**Problem to work on:** Your reply should hold only the lines from the records below where "IdCodec" occurs.

**Task material:**
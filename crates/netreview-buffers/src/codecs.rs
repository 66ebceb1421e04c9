//! Record codecs for the network buffers.
//!
//! | record            | width                       |
//! |-------------------|-----------------------------|
//! | id / count        | 4 bytes (`u32`)             |
//! | type tag          | 1 byte                      |
//! | position          | 16 bytes (lon, lat as f64)  |
//! | bounds            | 32 bytes (min x/y, max x/y) |
//! | link connections  | 8 bytes (start, end ids)    |
//! | segment           | 32 bytes (start, end)       |
//! | ids list          | 4 + 4 * count bytes         |

use serde::{Deserialize, Serialize};

use crate::buffers::{
    decode_decimal, decode_number, decode_type, encode_decimal, encode_number, encode_type,
    DataSize, RecordCodec, VariableRecordCodec,
};

/// Encoded widths of compound records.
pub struct EncodedSize;

impl EncodedSize {
    pub const ID: usize = DataSize::NUMBER;
    pub const COUNT: usize = DataSize::NUMBER;
    pub const TYPE: usize = DataSize::TYPE;
    pub const COORDINATE: usize = DataSize::DECIMAL;
    pub const POSITION: usize = DataSize::DECIMAL * 2;
    pub const BOUNDS: usize = DataSize::DECIMAL * 4;
}

// ============================================================================
// Geographic Values
// ============================================================================

/// A geographic coordinate in degrees.
#[derive(Debug, Clone, Copy, PartialEq, Default, Serialize, Deserialize)]
pub struct Position {
    pub lon: f64,
    pub lat: f64,
}

impl Position {
    pub const fn new(lon: f64, lat: f64) -> Self {
        Self { lon, lat }
    }
}

impl From<[f64; 2]> for Position {
    fn from([lon, lat]: [f64; 2]) -> Self {
        Self { lon, lat }
    }
}

impl From<(f64, f64)> for Position {
    fn from((lon, lat): (f64, f64)) -> Self {
        Self { lon, lat }
    }
}

/// Axis-aligned bounding box in degrees.
#[derive(Debug, Clone, Copy, PartialEq, Serialize, Deserialize)]
pub struct Bounds {
    pub min_x: f64,
    pub min_y: f64,
    pub max_x: f64,
    pub max_y: f64,
}

impl Bounds {
    /// Identity for `expand`: contains nothing.
    pub const EMPTY: Bounds = Bounds {
        min_x: f64::INFINITY,
        min_y: f64::INFINITY,
        max_x: f64::NEG_INFINITY,
        max_y: f64::NEG_INFINITY,
    };

    pub const fn new(min_x: f64, min_y: f64, max_x: f64, max_y: f64) -> Self {
        Self {
            min_x,
            min_y,
            max_x,
            max_y,
        }
    }

    pub fn from_point(position: Position) -> Self {
        Self::new(position.lon, position.lat, position.lon, position.lat)
    }

    /// Bounding box of a polyline. Returns `EMPTY` for no positions.
    pub fn from_positions<'a>(positions: impl IntoIterator<Item = &'a Position>) -> Self {
        positions
            .into_iter()
            .fold(Self::EMPTY, |acc, p| acc.expand(&Self::from_point(*p)))
    }

    pub fn expand(&self, other: &Bounds) -> Bounds {
        Bounds {
            min_x: self.min_x.min(other.min_x),
            min_y: self.min_y.min(other.min_y),
            max_x: self.max_x.max(other.max_x),
            max_y: self.max_y.max(other.max_y),
        }
    }

    pub fn is_empty(&self) -> bool {
        self.min_x > self.max_x || self.min_y > self.max_y
    }

    /// Closed-interval overlap test; touching boxes intersect.
    pub fn intersects(&self, other: &Bounds) -> bool {
        self.min_x <= other.max_x
            && self.max_x >= other.min_x
            && self.min_y <= other.max_y
            && self.max_y >= other.min_y
    }
}

impl Default for Bounds {
    fn default() -> Self {
        Self::EMPTY
    }
}

/// One straight sub-span of a pipe polyline.
#[derive(Debug, Clone, Copy, PartialEq, Serialize, Deserialize)]
pub struct Segment {
    pub start: Position,
    pub end: Position,
}

impl Segment {
    pub const fn new(start: Position, end: Position) -> Self {
        Self { start, end }
    }

    pub fn bounds(&self) -> Bounds {
        Bounds::new(
            self.start.lon.min(self.end.lon),
            self.start.lat.min(self.end.lat),
            self.start.lon.max(self.end.lon),
            self.start.lat.max(self.end.lat),
        )
    }
}

// ============================================================================
// Fixed-Size Codecs
// ============================================================================

pub struct IdCodec;

impl RecordCodec for IdCodec {
    type Value = u32;
    const SIZE: usize = EncodedSize::ID;

    fn encode(value: &u32, out: &mut [u8]) {
        encode_number(*value, 0, out);
    }

    fn decode(bytes: &[u8]) -> u32 {
        decode_number(0, bytes)
    }
}

/// Raw one-byte type discriminant. Interpreting the code is left to the
/// domain layer.
pub struct TypeCodec;

impl RecordCodec for TypeCodec {
    type Value = u8;
    const SIZE: usize = EncodedSize::TYPE;

    fn encode(value: &u8, out: &mut [u8]) {
        encode_type(*value, 0, out);
    }

    fn decode(bytes: &[u8]) -> u8 {
        decode_type(0, bytes)
    }
}

pub struct PositionCodec;

impl PositionCodec {
    fn write(position: &Position, offset: usize, out: &mut [u8]) {
        encode_decimal(position.lon, offset, out);
        encode_decimal(position.lat, offset + EncodedSize::COORDINATE, out);
    }

    fn read(offset: usize, bytes: &[u8]) -> Position {
        Position {
            lon: decode_decimal(offset, bytes),
            lat: decode_decimal(offset + EncodedSize::COORDINATE, bytes),
        }
    }
}

impl RecordCodec for PositionCodec {
    type Value = Position;
    const SIZE: usize = EncodedSize::POSITION;

    fn encode(value: &Position, out: &mut [u8]) {
        Self::write(value, 0, out);
    }

    fn decode(bytes: &[u8]) -> Position {
        Self::read(0, bytes)
    }
}

pub struct BoundsCodec;

impl RecordCodec for BoundsCodec {
    type Value = Bounds;
    const SIZE: usize = EncodedSize::BOUNDS;

    fn encode(value: &Bounds, out: &mut [u8]) {
        PositionCodec::write(&Position::new(value.min_x, value.min_y), 0, out);
        PositionCodec::write(
            &Position::new(value.max_x, value.max_y),
            EncodedSize::POSITION,
            out,
        );
    }

    fn decode(bytes: &[u8]) -> Bounds {
        let min = PositionCodec::read(0, bytes);
        let max = PositionCodec::read(EncodedSize::POSITION, bytes);
        Bounds::new(min.lon, min.lat, max.lon, max.lat)
    }
}

/// Start and end node indices of a link.
pub struct LinkConnectionsCodec;

impl RecordCodec for LinkConnectionsCodec {
    type Value = [u32; 2];
    const SIZE: usize = EncodedSize::ID * 2;

    fn encode(value: &[u32; 2], out: &mut [u8]) {
        encode_number(value[0], 0, out);
        encode_number(value[1], EncodedSize::ID, out);
    }

    fn decode(bytes: &[u8]) -> [u32; 2] {
        [decode_number(0, bytes), decode_number(EncodedSize::ID, bytes)]
    }
}

pub struct SegmentCodec;

impl RecordCodec for SegmentCodec {
    type Value = Segment;
    const SIZE: usize = EncodedSize::POSITION * 2;

    fn encode(value: &Segment, out: &mut [u8]) {
        PositionCodec::write(&value.start, 0, out);
        PositionCodec::write(&value.end, EncodedSize::POSITION, out);
    }

    fn decode(bytes: &[u8]) -> Segment {
        Segment {
            start: PositionCodec::read(0, bytes),
            end: PositionCodec::read(EncodedSize::POSITION, bytes),
        }
    }
}

// ============================================================================
// Variable-Size Codecs
// ============================================================================

/// Count-prefixed list of `u32` ids.
pub struct IdsListCodec;

impl IdsListCodec {
    pub fn size_of(len: usize) -> usize {
        EncodedSize::COUNT + len * EncodedSize::ID
    }
}

impl VariableRecordCodec for IdsListCodec {
    type Input = [u32];
    type Output<'a> = IdList<'a>;

    fn encoded_size(value: &[u32]) -> usize {
        Self::size_of(value.len())
    }

    fn encode(value: &[u32], out: &mut [u8]) {
        encode_number(value.len() as u32, 0, out);
        for (i, id) in value.iter().enumerate() {
            encode_number(*id, EncodedSize::COUNT + i * EncodedSize::ID, out);
        }
    }

    fn decode(bytes: &[u8]) -> IdList<'_> {
        let count = decode_number(0, bytes) as usize;
        let end = IdsListCodec::size_of(count);
        IdList {
            bytes: &bytes[EncodedSize::COUNT..end],
        }
    }
}

/// Borrowed view over an encoded ids list.
#[derive(Debug, Clone, Copy)]
pub struct IdList<'a> {
    bytes: &'a [u8],
}

impl<'a> IdList<'a> {
    pub fn len(&self) -> usize {
        self.bytes.len() / EncodedSize::ID
    }

    pub fn is_empty(&self) -> bool {
        self.bytes.is_empty()
    }

    pub fn get(&self, i: usize) -> Option<u32> {
        (i < self.len()).then(|| decode_number(i * EncodedSize::ID, self.bytes))
    }

    pub fn iter(&self) -> impl Iterator<Item = u32> + 'a {
        self.bytes
            .chunks_exact(EncodedSize::ID)
            .map(|chunk| decode_number(0, chunk))
    }

    pub fn contains(&self, id: u32) -> bool {
        self.iter().any(|candidate| candidate == id)
    }

    pub fn to_vec(&self) -> Vec<u32> {
        self.iter().collect()
    }
}

impl PartialEq<[u32]> for IdList<'_> {
    fn eq(&self, other: &[u32]) -> bool {
        self.len() == other.len() && self.iter().zip(other).all(|(a, b)| a == *b)
    }
}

**Reply:**
pub struct IdCodec;
impl RecordCodec for IdCodec {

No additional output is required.